— PROBLEM DETAILS —
Write out, word for word, only the data from its first line to the line containing "use tracing_subscriber::EnvFilter;".

=-=-=-=-=

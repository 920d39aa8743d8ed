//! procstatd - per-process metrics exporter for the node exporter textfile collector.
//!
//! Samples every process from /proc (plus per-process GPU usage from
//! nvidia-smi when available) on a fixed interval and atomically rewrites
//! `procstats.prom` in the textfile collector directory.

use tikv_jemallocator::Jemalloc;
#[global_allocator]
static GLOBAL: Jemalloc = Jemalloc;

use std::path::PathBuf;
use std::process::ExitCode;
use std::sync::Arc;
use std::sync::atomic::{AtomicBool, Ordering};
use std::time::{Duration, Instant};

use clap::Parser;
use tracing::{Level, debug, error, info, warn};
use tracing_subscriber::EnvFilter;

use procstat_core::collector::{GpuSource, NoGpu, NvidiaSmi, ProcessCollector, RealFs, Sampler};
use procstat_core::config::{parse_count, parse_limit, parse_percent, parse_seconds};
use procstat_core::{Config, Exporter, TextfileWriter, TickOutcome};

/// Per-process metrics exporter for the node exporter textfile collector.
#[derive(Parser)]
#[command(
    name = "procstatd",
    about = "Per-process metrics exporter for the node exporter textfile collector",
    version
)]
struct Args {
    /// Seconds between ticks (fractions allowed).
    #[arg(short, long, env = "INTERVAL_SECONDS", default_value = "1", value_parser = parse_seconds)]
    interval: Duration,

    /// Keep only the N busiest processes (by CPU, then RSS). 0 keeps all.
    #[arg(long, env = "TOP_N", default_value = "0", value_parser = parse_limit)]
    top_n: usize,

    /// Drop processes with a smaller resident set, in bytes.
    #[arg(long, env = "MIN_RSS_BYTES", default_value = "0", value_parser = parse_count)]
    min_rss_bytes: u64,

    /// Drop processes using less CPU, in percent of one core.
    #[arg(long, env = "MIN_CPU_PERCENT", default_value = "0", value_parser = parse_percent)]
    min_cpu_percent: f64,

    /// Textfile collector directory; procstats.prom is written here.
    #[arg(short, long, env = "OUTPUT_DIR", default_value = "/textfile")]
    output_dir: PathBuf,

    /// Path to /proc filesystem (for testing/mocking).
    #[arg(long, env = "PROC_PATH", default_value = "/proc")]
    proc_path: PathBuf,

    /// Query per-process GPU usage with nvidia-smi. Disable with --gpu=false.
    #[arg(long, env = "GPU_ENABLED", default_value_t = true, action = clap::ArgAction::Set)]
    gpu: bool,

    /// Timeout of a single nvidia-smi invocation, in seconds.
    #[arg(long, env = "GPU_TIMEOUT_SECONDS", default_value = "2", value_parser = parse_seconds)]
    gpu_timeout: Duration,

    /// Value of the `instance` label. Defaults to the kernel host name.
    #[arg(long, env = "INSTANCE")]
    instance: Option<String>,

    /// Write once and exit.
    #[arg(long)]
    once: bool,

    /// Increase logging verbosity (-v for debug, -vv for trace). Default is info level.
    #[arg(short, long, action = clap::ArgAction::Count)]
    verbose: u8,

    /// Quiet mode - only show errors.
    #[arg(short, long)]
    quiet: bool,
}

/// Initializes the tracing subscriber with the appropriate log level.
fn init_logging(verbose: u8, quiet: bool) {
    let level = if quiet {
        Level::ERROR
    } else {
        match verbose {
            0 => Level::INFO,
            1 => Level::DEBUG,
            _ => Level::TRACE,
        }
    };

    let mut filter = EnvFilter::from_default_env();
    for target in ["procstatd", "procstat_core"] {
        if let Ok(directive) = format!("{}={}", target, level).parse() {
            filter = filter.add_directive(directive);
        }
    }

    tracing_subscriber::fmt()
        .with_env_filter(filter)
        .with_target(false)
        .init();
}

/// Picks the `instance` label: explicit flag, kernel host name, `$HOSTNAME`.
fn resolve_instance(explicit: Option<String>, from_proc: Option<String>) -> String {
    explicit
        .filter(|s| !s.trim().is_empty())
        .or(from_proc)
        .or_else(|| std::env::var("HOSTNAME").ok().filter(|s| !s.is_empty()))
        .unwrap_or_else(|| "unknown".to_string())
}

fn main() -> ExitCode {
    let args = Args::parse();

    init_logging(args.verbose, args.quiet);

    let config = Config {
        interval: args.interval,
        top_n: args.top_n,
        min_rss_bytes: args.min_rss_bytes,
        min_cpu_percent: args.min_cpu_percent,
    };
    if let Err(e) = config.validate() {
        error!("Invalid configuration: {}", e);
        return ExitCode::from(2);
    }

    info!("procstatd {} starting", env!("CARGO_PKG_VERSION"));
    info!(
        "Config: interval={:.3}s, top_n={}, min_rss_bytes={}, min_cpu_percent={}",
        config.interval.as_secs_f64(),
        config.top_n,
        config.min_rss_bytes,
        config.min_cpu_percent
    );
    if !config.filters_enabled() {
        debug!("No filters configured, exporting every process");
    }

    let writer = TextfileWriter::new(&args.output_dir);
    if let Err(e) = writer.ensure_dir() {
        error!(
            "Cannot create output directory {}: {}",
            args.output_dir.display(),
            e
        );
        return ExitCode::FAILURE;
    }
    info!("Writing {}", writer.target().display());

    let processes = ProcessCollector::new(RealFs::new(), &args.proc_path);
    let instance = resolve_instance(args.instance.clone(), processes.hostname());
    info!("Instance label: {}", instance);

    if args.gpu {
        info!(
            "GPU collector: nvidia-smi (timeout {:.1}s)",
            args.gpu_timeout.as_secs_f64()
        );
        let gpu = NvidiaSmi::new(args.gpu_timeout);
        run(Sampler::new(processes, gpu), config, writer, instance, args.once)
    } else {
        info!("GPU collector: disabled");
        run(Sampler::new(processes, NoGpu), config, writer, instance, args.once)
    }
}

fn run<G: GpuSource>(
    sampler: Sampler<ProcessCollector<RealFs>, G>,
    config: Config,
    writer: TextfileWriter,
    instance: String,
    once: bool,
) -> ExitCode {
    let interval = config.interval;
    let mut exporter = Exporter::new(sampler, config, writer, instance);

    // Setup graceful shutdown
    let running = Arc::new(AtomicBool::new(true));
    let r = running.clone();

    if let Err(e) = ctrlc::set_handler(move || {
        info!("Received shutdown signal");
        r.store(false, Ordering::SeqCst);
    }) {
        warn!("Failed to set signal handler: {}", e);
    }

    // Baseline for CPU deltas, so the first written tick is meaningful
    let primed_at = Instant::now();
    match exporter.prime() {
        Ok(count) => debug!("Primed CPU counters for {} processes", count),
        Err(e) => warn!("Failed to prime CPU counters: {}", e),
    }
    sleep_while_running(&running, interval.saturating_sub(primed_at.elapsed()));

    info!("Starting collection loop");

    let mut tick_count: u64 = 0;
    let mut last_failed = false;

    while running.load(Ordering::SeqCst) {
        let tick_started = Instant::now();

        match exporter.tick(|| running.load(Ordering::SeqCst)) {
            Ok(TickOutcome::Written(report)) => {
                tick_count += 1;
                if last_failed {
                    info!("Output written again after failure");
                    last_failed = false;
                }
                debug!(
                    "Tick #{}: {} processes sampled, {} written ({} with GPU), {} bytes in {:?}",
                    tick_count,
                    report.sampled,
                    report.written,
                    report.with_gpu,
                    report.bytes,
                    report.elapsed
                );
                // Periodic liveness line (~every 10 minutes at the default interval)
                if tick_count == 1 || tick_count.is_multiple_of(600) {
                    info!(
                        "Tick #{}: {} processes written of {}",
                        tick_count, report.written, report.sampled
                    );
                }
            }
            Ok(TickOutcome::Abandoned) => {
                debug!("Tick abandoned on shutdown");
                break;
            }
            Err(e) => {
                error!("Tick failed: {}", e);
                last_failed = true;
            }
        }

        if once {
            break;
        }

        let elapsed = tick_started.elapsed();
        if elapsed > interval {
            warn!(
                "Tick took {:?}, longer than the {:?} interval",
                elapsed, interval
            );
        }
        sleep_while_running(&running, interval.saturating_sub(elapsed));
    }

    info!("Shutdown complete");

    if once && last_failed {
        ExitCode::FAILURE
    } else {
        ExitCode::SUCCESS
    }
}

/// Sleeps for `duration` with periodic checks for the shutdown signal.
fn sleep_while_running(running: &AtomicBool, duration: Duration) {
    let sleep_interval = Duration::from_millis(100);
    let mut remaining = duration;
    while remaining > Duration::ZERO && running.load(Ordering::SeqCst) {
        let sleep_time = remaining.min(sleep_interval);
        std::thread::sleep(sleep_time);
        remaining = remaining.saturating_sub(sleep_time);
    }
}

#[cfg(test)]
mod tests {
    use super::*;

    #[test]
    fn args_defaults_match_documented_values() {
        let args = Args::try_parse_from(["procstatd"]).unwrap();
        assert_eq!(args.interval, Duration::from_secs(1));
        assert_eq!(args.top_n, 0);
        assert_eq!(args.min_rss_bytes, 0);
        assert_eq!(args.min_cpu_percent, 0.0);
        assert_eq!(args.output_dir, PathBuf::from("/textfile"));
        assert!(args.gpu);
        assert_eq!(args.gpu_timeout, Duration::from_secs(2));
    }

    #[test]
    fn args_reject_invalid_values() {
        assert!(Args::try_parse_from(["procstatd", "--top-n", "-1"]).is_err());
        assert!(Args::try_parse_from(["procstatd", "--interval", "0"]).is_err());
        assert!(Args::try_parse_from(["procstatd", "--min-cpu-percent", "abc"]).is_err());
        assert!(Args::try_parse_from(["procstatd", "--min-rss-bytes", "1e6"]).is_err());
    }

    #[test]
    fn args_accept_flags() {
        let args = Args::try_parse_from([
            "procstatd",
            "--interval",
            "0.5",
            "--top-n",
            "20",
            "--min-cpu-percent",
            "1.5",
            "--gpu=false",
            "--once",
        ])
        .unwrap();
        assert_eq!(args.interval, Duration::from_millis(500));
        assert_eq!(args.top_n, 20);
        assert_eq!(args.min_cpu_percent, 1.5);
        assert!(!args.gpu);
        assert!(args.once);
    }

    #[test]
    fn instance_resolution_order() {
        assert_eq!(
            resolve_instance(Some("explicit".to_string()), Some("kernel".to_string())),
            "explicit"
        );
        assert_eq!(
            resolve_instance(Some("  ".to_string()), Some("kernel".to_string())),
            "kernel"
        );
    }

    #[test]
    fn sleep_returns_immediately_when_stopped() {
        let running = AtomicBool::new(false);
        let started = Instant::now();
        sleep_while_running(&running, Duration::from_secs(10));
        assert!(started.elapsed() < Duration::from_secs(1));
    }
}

=-=-=-=-=

— ANSWER TO THIS TASK —
repository 920d39aa8743d8ed
//! procstatd - per-process metrics exporter for the node exporter textfile collector.
//!
//! Samples every process from /proc (plus per-process GPU usage from
//! nvidia-smi when available) on a fixed interval and atomically rewrites
//! `procstats.prom` in the textfile collector directory.

use tikv_jemallocator::Jemalloc;
#[global_allocator]
static GLOBAL: Jemalloc = Jemalloc;

use std::path::PathBuf;
use std::process::ExitCode;
use std::sync::Arc;
use std::sync::atomic::{AtomicBool, Ordering};
use std::time::{Duration, Instant};

use clap::Parser;
use tracing::{Level, debug, error, info, warn};
use tracing_subscriber::EnvFilter;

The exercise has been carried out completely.